**What to do**. Only lines containing the string "stored" belong in the answer; find them in the records and copy them.

Information shown Start Marker

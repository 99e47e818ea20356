//! Core library for the Tilth crop activity scheduler.
//!
//! This crate turns static agronomic templates (crop → growth stages → tasks
//! with relative day offsets) into dated activity timelines, tracks the status
//! of each activity, and keeps that state in sync with a schedule service.
//!
//! # Layers
//!
//! - **Templates** ([`templates`]): the immutable, injected crop template
//!   registry
//! - **Engine** ([`engine`]): pure generation, classification, progress,
//!   reminder and transition functions
//! - **Remote** ([`remote`]): the schedule service contract, over HTTP or an
//!   embedded SQLite database ([`db`])
//! - **Store** ([`store`]): cached client-side view of the service
//! - **Display** ([`display`]): markdown formatting for terminal rendering
//!
//! # Quick Start
//!
//! ```rust,no_run
//! use tilth_core::{params::CreateSchedule, StoreBuilder};
//! use tokio_util::sync::CancellationToken;
//!
//! # async fn example() -> Result<(), Box<dyn std::error::Error>> {
//! let store = StoreBuilder::new()
//!     .with_database_path(Some("tilth.db"))
//!     .build()
//!     .await?;
//!
//! let schedule = store
//!     .create(&CreateSchedule::parse("Wheat", "2024-01-01")?)
//!     .await?;
//! println!("{schedule}");
//!
//! for summary in store.list(None, &CancellationToken::new()).await? {
//!     println!("{} {}%", summary.crop_name, summary.progress_percentage);
//! }
//! # Ok(())
//! # }
//! ```

pub mod db;
pub mod display;
pub mod engine;
pub mod error;
pub mod models;
pub mod params;
pub mod remote;
pub mod store;
pub mod templates;

// Re-export commonly used types
pub use db::Database;
pub use display::{
    ActivityUpdateResult, CreateResult, CropList, DeleteResult, ScheduleSummaries, Timeline,
    Upcoming,
};
pub use error::{Result, ScheduleError};
pub use models::{
    Activity, ActivityStatus, CropTemplate, Schedule, ScheduleStatus, ScheduleSummary,
    TemporalLabel,
};
pub use params::{
    CreateSchedule, Id, ListSchedules, PatchActivity, UpcomingActivities, UpdateScheduleStatus,
};
pub use remote::{HttpScheduleService, LocalScheduleService, ScheduleService};
pub use store::{ScheduleStore, StoreBuilder};
pub use templates::TemplateRegistry;
mod common;

use common::{create_test_db, generated, WHEAT_START};
use jiff::civil::date;
use tilth_core::{ActivityStatus, ScheduleError, ScheduleStatus};

#[test]
fn test_database_initialization() {
    let (temp_dir, _db) = create_test_db();
    assert!(temp_dir.path().join("test.db").exists());
}

#[test]
fn test_reopen_keeps_data() {
    let (temp_dir, mut db) = create_test_db();
    let saved = db
        .insert_schedule(&generated("Rice", date(2024, 6, 15)))
        .expect("Failed to insert schedule");
    drop(db);

    let reopened = tilth_core::Database::new(temp_dir.path().join("test.db"))
        .expect("Failed to reopen database");
    let loaded = reopened
        .get_schedule(saved.id.unwrap())
        .expect("Failed to get schedule")
        .expect("Schedule should exist");
    assert_eq!(loaded, saved);
}

#[test]
fn test_insert_schedule_assigns_id() {
    let (_temp_dir, mut db) = create_test_db();

    let first = db
        .insert_schedule(&generated("Wheat", WHEAT_START))
        .expect("Failed to insert schedule");
    let second = db
        .insert_schedule(&generated("Maize", WHEAT_START))
        .expect("Failed to insert schedule");

    assert!(first.id.unwrap() > 0);
    assert!(second.id.unwrap() > first.id.unwrap());
    assert_eq!(first.status, ScheduleStatus::Planning);
}

#[test]
fn test_get_schedule_round_trips_activities() {
    let (_temp_dir, mut db) = create_test_db();
    let schedule = generated("Wheat", WHEAT_START);

    let saved = db.insert_schedule(&schedule).expect("Failed to insert schedule");
    let loaded = db
        .get_schedule(saved.id.unwrap())
        .expect("Failed to get schedule")
        .expect("Schedule should exist");

    assert_eq!(loaded, saved);
    assert_eq!(loaded.stages, schedule.stages);
    assert_eq!(
        loaded.activity("Land Preparation-0").unwrap().scheduled_date,
        date(2023, 12, 17)
    );
}

#[test]
fn test_get_missing_schedule() {
    let (_temp_dir, db) = create_test_db();
    assert!(db.get_schedule(99).expect("Query should succeed").is_none());
}

#[test]
fn test_list_schedules_newest_first_with_filter() {
    let (_temp_dir, mut db) = create_test_db();
    let wheat = db.insert_schedule(&generated("Wheat", WHEAT_START)).unwrap();
    let rice = db.insert_schedule(&generated("Rice", WHEAT_START)).unwrap();

    db.update_activity_status(wheat.id.unwrap(), "Sowing-0", ActivityStatus::Completed)
        .unwrap();

    let all = db.list_schedules(None).unwrap();
    let ids: Vec<_> = all.iter().map(|s| Some(s.id)).collect();
    assert_eq!(ids, vec![rice.id, wheat.id]);

    let active = db.list_schedules(Some(ScheduleStatus::Active)).unwrap();
    assert_eq!(active.len(), 1);
    assert_eq!(active[0].crop_name, "Wheat");
    assert_eq!(active[0].progress_percentage, 6);

    let planning = db.list_schedules(Some(ScheduleStatus::Planning)).unwrap();
    assert_eq!(planning.len(), 1);
    assert_eq!(planning[0].progress_percentage, 0);
}

#[test]
fn test_update_activity_status_reconciles_schedule() {
    let (_temp_dir, mut db) = create_test_db();
    let saved = db.insert_schedule(&generated("Wheat", WHEAT_START)).unwrap();
    let id = saved.id.unwrap();

    let updated = db
        .update_activity_status(id, "Sowing-0", ActivityStatus::Completed)
        .expect("Failed to update activity");
    assert_eq!(updated.status, ScheduleStatus::Active);

    let reverted = db
        .update_activity_status(id, "Sowing-0", ActivityStatus::Pending)
        .expect("Failed to revert activity");
    assert_eq!(
        reverted.activity("Sowing-0").unwrap().status,
        ActivityStatus::Pending
    );
    // Reverting never moves a schedule back to planning.
    assert_eq!(reverted.status, ScheduleStatus::Active);

    let stored = db.get_schedule(id).unwrap().unwrap();
    assert_eq!(stored, reverted);
}

#[test]
fn test_completing_every_activity_completes_schedule() {
    let (_temp_dir, mut db) = create_test_db();
    let saved = db.insert_schedule(&generated("Wheat", WHEAT_START)).unwrap();
    let id = saved.id.unwrap();

    let ids: Vec<String> = saved.activities().map(|a| a.id.clone()).collect();
    let mut last = saved;
    for activity_id in &ids {
        last = db
            .update_activity_status(id, activity_id, ActivityStatus::Completed)
            .unwrap();
    }
    assert_eq!(last.status, ScheduleStatus::Completed);
    assert_eq!(db.list_schedules(None).unwrap()[0].progress_percentage, 100);

    let reopened = db
        .update_activity_status(id, &ids[0], ActivityStatus::Pending)
        .unwrap();
    assert_eq!(reopened.status, ScheduleStatus::Active);
}

#[test]
fn test_invalid_activity_updates_leave_rows_untouched() {
    let (_temp_dir, mut db) = create_test_db();
    let saved = db.insert_schedule(&generated("Wheat", WHEAT_START)).unwrap();
    let id = saved.id.unwrap();

    db.update_activity_status(id, "Sowing-0", ActivityStatus::Skipped)
        .unwrap();

    assert!(matches!(
        db.update_activity_status(id, "Sowing-0", ActivityStatus::Completed),
        Err(ScheduleError::InvalidTransition { .. })
    ));
    assert!(matches!(
        db.update_activity_status(id, "Sowing-99", ActivityStatus::Completed),
        Err(ScheduleError::ActivityNotFound { .. })
    ));
    assert!(matches!(
        db.update_activity_status(404, "Sowing-0", ActivityStatus::Completed),
        Err(ScheduleError::ScheduleNotFound { id: 404 })
    ));

    let stored = db.get_schedule(id).unwrap().unwrap();
    assert_eq!(
        stored.activity("Sowing-0").unwrap().status,
        ActivityStatus::Skipped
    );
    assert_eq!(stored.status, ScheduleStatus::Planning);
}

#[test]
fn test_set_schedule_status() {
    let (_temp_dir, mut db) = create_test_db();
    let id = db
        .insert_schedule(&generated("Potato", WHEAT_START))
        .unwrap()
        .id
        .unwrap();

    assert!(matches!(
        db.set_schedule_status(id, ScheduleStatus::Completed),
        Err(ScheduleError::InvalidInput { .. })
    ));

    let active = db.set_schedule_status(id, ScheduleStatus::Active).unwrap();
    assert_eq!(active.status, ScheduleStatus::Active);

    let cancelled = db
        .set_schedule_status(id, ScheduleStatus::Cancelled)
        .unwrap();
    assert_eq!(cancelled.status, ScheduleStatus::Cancelled);

    assert!(matches!(
        db.set_schedule_status(id, ScheduleStatus::Active),
        Err(ScheduleError::ScheduleClosed { .. })
    ));
    assert!(matches!(
        db.update_activity_status(id, "Planting-0", ActivityStatus::Completed),
        Err(ScheduleError::ScheduleClosed { .. })
    ));
}

#[test]
fn test_delete_schedule_cascades() {
    let (_temp_dir, mut db) = create_test_db();
    let keep = db.insert_schedule(&generated("Tomato", WHEAT_START)).unwrap();
    let gone = db.insert_schedule(&generated("Wheat", WHEAT_START)).unwrap();

    db.delete_schedule(gone.id.unwrap())
        .expect("Failed to delete schedule");

    assert!(db.get_schedule(gone.id.unwrap()).unwrap().is_none());
    let remaining = db.list_schedules(None).unwrap();
    assert_eq!(remaining.len(), 1);
    assert_eq!(Some(remaining[0].id), keep.id);

    assert!(matches!(
        db.delete_schedule(gone.id.unwrap()),
        Err(ScheduleError::ScheduleNotFound { .. })
    ));
}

Information shown End Marker

**Solution to the exercise**.
    let stored = db.get_schedule(id).unwrap().unwrap();
    assert_eq!(stored, reverted);
    let stored = db.get_schedule(id).unwrap().unwrap();
        stored.activity("Sowing-0").unwrap().status,
    assert_eq!(stored.status, ScheduleStatus::Planning);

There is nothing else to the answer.